State the number of lines in these records holding "ExecutionResult". Say nothing more.

--- DATA RECORDS Enclosed Below ---

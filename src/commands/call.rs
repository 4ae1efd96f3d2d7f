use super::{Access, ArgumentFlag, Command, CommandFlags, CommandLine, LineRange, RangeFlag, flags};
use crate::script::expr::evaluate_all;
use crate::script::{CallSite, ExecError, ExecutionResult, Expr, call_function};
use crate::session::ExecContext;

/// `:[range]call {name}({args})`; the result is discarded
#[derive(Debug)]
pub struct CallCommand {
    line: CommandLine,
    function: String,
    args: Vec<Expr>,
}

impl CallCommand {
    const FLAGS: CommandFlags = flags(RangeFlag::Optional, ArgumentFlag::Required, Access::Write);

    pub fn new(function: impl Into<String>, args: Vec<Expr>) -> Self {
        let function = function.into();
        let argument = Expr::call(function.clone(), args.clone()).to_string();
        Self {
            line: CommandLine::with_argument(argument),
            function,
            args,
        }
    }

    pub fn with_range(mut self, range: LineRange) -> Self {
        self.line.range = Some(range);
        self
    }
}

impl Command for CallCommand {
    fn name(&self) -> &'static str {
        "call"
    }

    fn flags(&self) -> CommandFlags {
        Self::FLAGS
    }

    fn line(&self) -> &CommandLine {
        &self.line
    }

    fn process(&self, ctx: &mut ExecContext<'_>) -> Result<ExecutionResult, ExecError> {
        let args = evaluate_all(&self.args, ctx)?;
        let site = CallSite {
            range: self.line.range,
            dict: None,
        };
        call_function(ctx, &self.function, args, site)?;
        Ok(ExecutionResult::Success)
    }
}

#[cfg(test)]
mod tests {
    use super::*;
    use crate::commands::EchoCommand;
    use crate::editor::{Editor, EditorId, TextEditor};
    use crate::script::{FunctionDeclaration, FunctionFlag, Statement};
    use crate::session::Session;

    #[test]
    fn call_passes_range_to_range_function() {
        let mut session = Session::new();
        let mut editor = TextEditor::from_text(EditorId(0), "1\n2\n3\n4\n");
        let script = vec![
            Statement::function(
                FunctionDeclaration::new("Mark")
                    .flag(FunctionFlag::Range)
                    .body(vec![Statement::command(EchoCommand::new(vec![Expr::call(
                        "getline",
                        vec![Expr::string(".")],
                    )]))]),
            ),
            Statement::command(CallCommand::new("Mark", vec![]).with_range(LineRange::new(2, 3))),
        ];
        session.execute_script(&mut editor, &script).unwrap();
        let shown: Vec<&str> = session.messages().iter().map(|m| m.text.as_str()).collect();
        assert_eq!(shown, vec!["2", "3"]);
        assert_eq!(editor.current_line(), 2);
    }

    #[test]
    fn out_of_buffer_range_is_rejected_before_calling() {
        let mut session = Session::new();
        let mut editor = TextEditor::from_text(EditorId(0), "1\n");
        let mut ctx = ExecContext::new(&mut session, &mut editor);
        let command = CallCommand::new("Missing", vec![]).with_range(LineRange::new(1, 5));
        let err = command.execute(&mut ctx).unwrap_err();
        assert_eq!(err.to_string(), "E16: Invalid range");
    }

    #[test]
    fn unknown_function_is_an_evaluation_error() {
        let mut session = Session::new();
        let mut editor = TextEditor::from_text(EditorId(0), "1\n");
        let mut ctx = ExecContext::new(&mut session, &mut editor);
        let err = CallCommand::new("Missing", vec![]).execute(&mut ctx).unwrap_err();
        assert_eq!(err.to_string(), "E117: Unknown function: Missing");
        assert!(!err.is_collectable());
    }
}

--- End of Enclosed DATA RECORDS ---

• RESULT OF THIS EXERCISE
3